The problem with deleting files is that the file data is just one small part of what really gets saved onto your disk. On a modern filesystem there will be lots of metadata and other artifacts scattered around the disk:
- Journal entries on journaling filesystems, e.g. NTFS, ext3, ext4.
- Search index entries.
- Prefetch / superfetch cache entries.
- Shadow copies.
- Image thumbnail caches, e.g. WinXP's thumbs.db / Win7's thumbnail database.
- Temporary files, e.g. from ZIP/RAR extraction.
- Alternate data streams (ADS), e.g. EFS FEK descriptors.
- COM / .NET object registration data.
- Wear leveling sectors on SSDs / USB flash drives.
This presents a challenge. Simply deleting the file data securely will only result in that data being deleted. There's no guarantee that the metadata won't contain sensitive data, or even be enough to reconstruct the entire file or match its hash against that of a known plaintext.
For example, even if the file is deleted we might be able to detect the following:
- The name of the file and when it was created / deleted / modified.
- A cryptographic hash (or checksum, e.g. CRC32) of the file, from an indexing database.
- Occurrence of certain words or phrases inside the file from a search content index.
- Company name, product name, COM object interfaces, .NET namespaces, etc. if it was a PE executable.
- A thumbnail if the file was an image.
- Various metadata from latent alternate data streams.
- Partial plaintext from temporary files and wear leveling sectors.
- Entire plaintext recovery from shadow copies or temporary files.
Identifying the locations of these and appropriately deleting them is cumbersome and may not even be possible in some cases. The best you can do is manually go through and clear any backups, delete the files, clear out your caches, wipe your thumbnail database, then do a cipher /W
pass to ensure that most of it is wiped. Unfortunately even this won't guarantee anything, since some of it is stored in files and structures that are just trimmed or modified instead of properly deleted, resulting in blocks of data that are unlinked from the structure but not wiped.

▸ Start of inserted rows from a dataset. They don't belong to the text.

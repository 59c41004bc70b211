// isoforge-core/src/infrastructure/adapters/snapshot.rs

// Reads what a fetcher saved to disk. One directory per source:
//
//   <dir>/countries.yaml
//   <dir>/currencies.yaml
//   <dir>/subdivisions/<CC>.yaml     (any depth, file stem = country code)
//
// Live scraping is out of scope; this is the only ReferenceSource shipped.

use serde::Deserialize;
use serde::de::DeserializeOwned;
use std::collections::HashMap;
use std::fs;
use std::path::{Path, PathBuf};
use tracing::{debug, instrument};
use walkdir::WalkDir;

use crate::domain::project::SourceConfig;
use crate::domain::reference::{Country, Currency, RawCountry, RawSubdivision};
use crate::error::IsoforgeError;
use crate::infrastructure::error::InfrastructureError;
use crate::ports::ReferenceSource;

const COUNTRIES_FILE: &str = "countries.yaml";
const CURRENCIES_FILE: &str = "currencies.yaml";
const SUBDIVISIONS_DIR: &str = "subdivisions";

#[derive(Deserialize)]
struct CountriesFile {
    #[serde(default)]
    countries: Vec<RawCountry>,
}

#[derive(Deserialize)]
struct SubdivisionsFile {
    #[serde(default)]
    subdivisions: Vec<RawSubdivision>,
}

#[derive(Deserialize)]
struct CurrenciesFile {
    #[serde(default)]
    currencies: Vec<Currency>,
}

#[derive(Debug)]
pub struct SnapshotSource {
    name: String,
    root: PathBuf,
    /// Country code (upper-case) → subdivision file.
    subdivision_files: HashMap<String, PathBuf>,
}

impl SnapshotSource {
    #[instrument(skip_all)]
    pub fn open(name: impl Into<String>, root: impl Into<PathBuf>) -> Self {
        let name = name.into();
        let root = root.into();
        let subdivision_files = index_subdivisions(&root.join(SUBDIVISIONS_DIR));
        debug!(
            source = %name,
            files = subdivision_files.len(),
            "Indexed subdivision snapshots"
        );

        Self {
            name,
            root,
            subdivision_files,
        }
    }

    /// `path` in the configuration is relative to the project directory.
    pub fn from_config(project_dir: &Path, config: &SourceConfig) -> Self {
        Self::open(config.name.clone(), project_dir.join(&config.path))
    }

    pub fn root(&self) -> &Path {
        &self.root
    }

    fn read<T: DeserializeOwned>(&self, path: &Path, item: &str) -> Result<T, IsoforgeError> {
        if !path.is_file() {
            return Err(InfrastructureError::SnapshotMissing {
                source_name: self.name.clone(),
                item: item.to_string(),
            }
            .into());
        }
        let content = fs::read_to_string(path)?;
        let parsed = serde_yaml::from_str(&content).map_err(InfrastructureError::YamlError)?;
        Ok(parsed)
    }
}

fn index_subdivisions(dir: &Path) -> HashMap<String, PathBuf> {
    let mut files = HashMap::new();
    if !dir.exists() {
        return files;
    }

    for entry in WalkDir::new(dir)
        .follow_links(true)
        .into_iter()
        .filter_map(|e| e.ok())
    {
        let path = entry.path();
        if path
            .extension()
            .is_some_and(|ext| ext == "yaml" || ext == "yml")
            && let Some(stem) = path.file_stem().and_then(|s| s.to_str())
        {
            files.insert(stem.to_uppercase(), path.to_path_buf());
        }
    }
    files
}

impl ReferenceSource for SnapshotSource {
    fn name(&self) -> &str {
        &self.name
    }

    fn countries(&self) -> Result<Vec<RawCountry>, IsoforgeError> {
        let file: CountriesFile = self.read(&self.root.join(COUNTRIES_FILE), "countries")?;
        Ok(file.countries)
    }

    fn subdivisions(&self, country: &Country) -> Result<Vec<RawSubdivision>, IsoforgeError> {
        let item = format!("subdivisions of {}", country.code);
        match self.subdivision_files.get(&country.code.to_uppercase()) {
            Some(path) => {
                let file: SubdivisionsFile = self.read(path, &item)?;
                Ok(file.subdivisions)
            }
            None => Err(InfrastructureError::SnapshotMissing {
                source_name: self.name.clone(),
                item,
            }
            .into()),
        }
    }

    fn currencies(&self) -> Result<Vec<Currency>, IsoforgeError> {
        let file: CurrenciesFile = self.read(&self.root.join(CURRENCIES_FILE), "currencies")?;
        Ok(file.currencies)
    }
}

So how can we get round this? The only real way to do it is with full disk encryption. Use an industry standard like TrueCrypt to encrypt your entire hard disk, using a strong password. Even this isn't 100% foolproof on SSDs with wear-leveling (in which case TRIM and Secure Erase are good options) but it protects you against all relevant practical attacks as long as you're not worried about governments throwing a ludicrous budget at recovering your data.
Of course, if you're really paranoid, the only guaranteed solution is full physical destruction. This is usually achieved using an industrial disk shredder that physically cuts the disk up into little cubes, and often involves a pass through a strong magnetic field. For government and military purposes, these cubes are often melted in a furnace afterwards for good measure.